*What is required*. Report the count of lines below in which the string "Serialize" occurs; include nothing else.

*Stored dataset items*.
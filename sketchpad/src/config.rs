//! Canvas configuration, loaded from TOML.
//!
//! Every field has a default, so an empty file (or no file at all) gives a
//! 400x400 white canvas titled "Sketchpad" using the built-in mono font.

use std::{
    fs,
    io::ErrorKind,
    path::{Path, PathBuf},
    sync::Arc,
};

use eyre::WrapErr;
use serde::{Deserialize, Serialize};

use crate::graphics::{Color, Font, MonoSize, Typeface};

pub const DEFAULT_TITLE: &str = "Sketchpad";
pub const DEFAULT_WIDTH: i64 = 400;
pub const DEFAULT_HEIGHT: i64 = 400;
pub const DEFAULT_BACKGROUND: [u8; 3] = [255, 255, 255];
pub const DEFAULT_FONT_SIZE: f32 = 16.0;

#[derive(Debug, Clone, PartialEq, Serialize, Deserialize)]
#[serde(default)]
pub struct CanvasConfig {
    pub title: String,
    pub width: i64,
    pub height: i64,
    /// `[r, g, b]`
    pub background: [u8; 3],
    /// Outline font for text; the built-in mono face is used when absent
    pub font: Option<PathBuf>,
    /// Pixel size for `font`
    pub font_size: f32,
}

impl Default for CanvasConfig {
    fn default() -> Self {
        Self {
            title: DEFAULT_TITLE.to_owned(),
            width: DEFAULT_WIDTH,
            height: DEFAULT_HEIGHT,
            background: DEFAULT_BACKGROUND,
            font: None,
            font_size: DEFAULT_FONT_SIZE,
        }
    }
}

impl CanvasConfig {
    /// `<config dir>/sketchpad/config.toml`
    pub fn default_path() -> PathBuf {
        let config_dir = if let Some(config_dir) = dirs::config_dir() {
            config_dir.join("sketchpad")
        } else {
            PathBuf::from(".config/sketchpad")
        };

        config_dir.join("config.toml")
    }

    pub fn from_toml(content: &str) -> eyre::Result<Self> {
        toml::from_str(content).wrap_err("parsing canvas config")
    }

    pub fn load(path: impl AsRef<Path>) -> eyre::Result<Self> {
        let path = path.as_ref();
        let content = fs::read_to_string(path)
            .wrap_err_with(|| format!("reading config {}", path.display()))?;
        Self::from_toml(&content).wrap_err_with(|| format!("in {}", path.display()))
    }

    /// Like [`CanvasConfig::load`], but a missing file gives the defaults
    pub fn load_or_default(path: impl AsRef<Path>) -> eyre::Result<Self> {
        let path = path.as_ref();
        match fs::read_to_string(path) {
            Ok(content) => {
                Self::from_toml(&content).wrap_err_with(|| format!("in {}", path.display()))
            }
            Err(e) if e.kind() == ErrorKind::NotFound => {
                log::info!("no config at {}, using defaults", path.display());
                Ok(Self::default())
            }
            Err(e) => Err(e).wrap_err_with(|| format!("reading config {}", path.display())),
        }
    }

    pub fn background_color(&self) -> Color {
        let [r, g, b] = self.background;
        Color::new(r, g, b)
    }

    /// Loads the configured typeface, if any
    pub fn resolve_font(&self) -> eyre::Result<Font> {
        match &self.font {
            Some(path) => {
                let typeface = Typeface::from_file(path)?;
                Ok(Font::face(Arc::new(typeface), self.font_size))
            }
            None => Ok(Font::Mono(MonoSize::default())),
        }
    }
}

*Response*. 2